Dalam suatu pertemuan yang diadakan oleh DPD AELI, salah satu peserta ; sebut saja bernama Hmpmpa (hayo gimana mbacanya...) menyampaikan harapan agar asosiasi bisa melakukan standarisasi fee/ honor Fasel (fasilitator experiential learning) atau yang dikenal luas sebagai instruktur outbound. Harapan tersebut terkuak karena si pengharap berpikir bahwa di daerah operasinya, iklim harga suatu aktivitas outbound tidak punya patokan, dan dalam kerap kejadian, merugikan dirinya. Contoh gamblang yang dia ungkapan begini, “Sebagai seorang ice breaker, saya biasa membawakan suatu fun game dengan tarif 50 ribu per peserta; tetapi kok masih ada ice breaker lain yang berani menawarkan harga 15 ribu per peserta, untuk aktivitas serupa.” 2 hal yang dirasakan Hmpmpa adalah; pertama, takjub, kok ada (kompetitor) yang berani menjual harga serendah itu. Hal berikutnya tentu saja Hmpmpa dongkol karena pihak panitia penyelenggara outbound akan cenderung memilih kompetitornya untuk menangani aktivitas fun game. Apa artinya? Sangat jelas; pendapatan dia terancam. 

Ayo memeriahkan Munas

Dalam kesempatan lain, seorang anggota AELI pernah curhat dengan pokok percurhatan begini. “Provider Saya itu, menawarkan proposal outbound ke suatu perusahaan dengan harga sekian. Eh, yang kepilih ternyata si Anu, yang bukan anggota AELI, dan harganya jauh di bawah harga saya. Kalau begini caranya, untuk apa saya menjadi anggota AELI kalau ternyata mereka yang bukan anggota AELI bisa lebih tinggi menjual program?” 

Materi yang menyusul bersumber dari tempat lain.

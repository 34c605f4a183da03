//! Factory for creating push provider backends based on configuration.

use std::sync::Arc;

use crate::config::ProviderConfig;

use super::{NoopPushProvider, PushProvider};

/// Create a push provider backend from configuration.
///
/// Only the `"noop"` backend ships with the service; real delivery
/// backends plug in behind the `PushProvider` trait.
pub fn create_push_provider(config: &ProviderConfig) -> Arc<dyn PushProvider> {
    match config.backend.as_str() {
        "noop" => {
            tracing::info!("Using noop push provider");
            Arc::new(NoopPushProvider::new())
        }
        other => {
            tracing::warn!(
                backend = %other,
                "Unknown provider backend, falling back to noop"
            );
            Arc::new(NoopPushProvider::new())
        }
    }
}
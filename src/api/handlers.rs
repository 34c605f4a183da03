use axum::{extract::State, Json};
use serde::Serialize;

use crate::campaign::EngineStatsSnapshot;
use crate::server::AppState;

#[derive(Debug, Serialize)]
pub struct HealthResponse {
    pub status: String,
    pub version: String,
}

#[derive(Debug, Serialize)]
pub struct StatsResponse {
    pub campaigns: EngineStatsSnapshot,
}

pub async fn health() -> Json<HealthResponse> {
    Json(HealthResponse {
        status: "healthy".to_string(),
        version: env!("CARGO_PKG_VERSION").to_string(),
    })
}

pub async fn stats(State(state): State<AppState>) -> Json<StatsResponse> {
    Json(StatsResponse {
        campaigns: state.engine.stats(),
    })
}
mod campaigns;
mod handlers;
mod metrics;
mod routes;

pub use campaigns::send_campaign;
pub use handlers::{health, stats};
pub use metrics::prometheus_metrics;
pub use routes::api_routes;
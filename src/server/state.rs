use std::sync::Arc;

use crate::auth::JwtValidator;
use crate::campaign::CampaignEngine;
use crate::config::Settings;
use crate::error::Result;
use crate::provider::create_push_provider;
use crate::store::{create_document_store, DocumentStore};

#[derive(Clone)]
pub struct AppState {
    pub settings: Arc<Settings>,
    pub jwt_validator: Arc<JwtValidator>,
    pub store: Arc<dyn DocumentStore>,
    pub engine: Arc<CampaignEngine>,
}

impl AppState {
    pub async fn new(settings: Settings) -> Result<Self> {
        let jwt_validator = Arc::new(JwtValidator::new(&settings.jwt));
        let store = create_document_store(&settings.store).await?;
        let provider = create_push_provider(&settings.provider);
        let engine = Arc::new(CampaignEngine::new(
            store.clone(),
            provider,
            settings.campaign.clone(),
        ));

        Ok(Self {
            settings: Arc::new(settings),
            jwt_validator,
            store,
            engine,
        })
    }
}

2 Kejadian tadi sekedar contoh ketika ngobrol dengan teman-teman sesama Fasel, terutama yang sudah menjadi anggota AELI. Poin (kegelisahan) mereka adalah pertanyaan tentang kemanfaatan asosiasi pada para anggotanya, khususnya dalam hal pemasukan (uang) melalui kegiatan outbound. Celakanya, sebagian dari mereka yang menggugat tadi lalu membuat kesimpulan sendiri bahwa percuma gabung menjadi anggota AELI jika tidak bisa mendongkrak nilai jual/ program mereka. 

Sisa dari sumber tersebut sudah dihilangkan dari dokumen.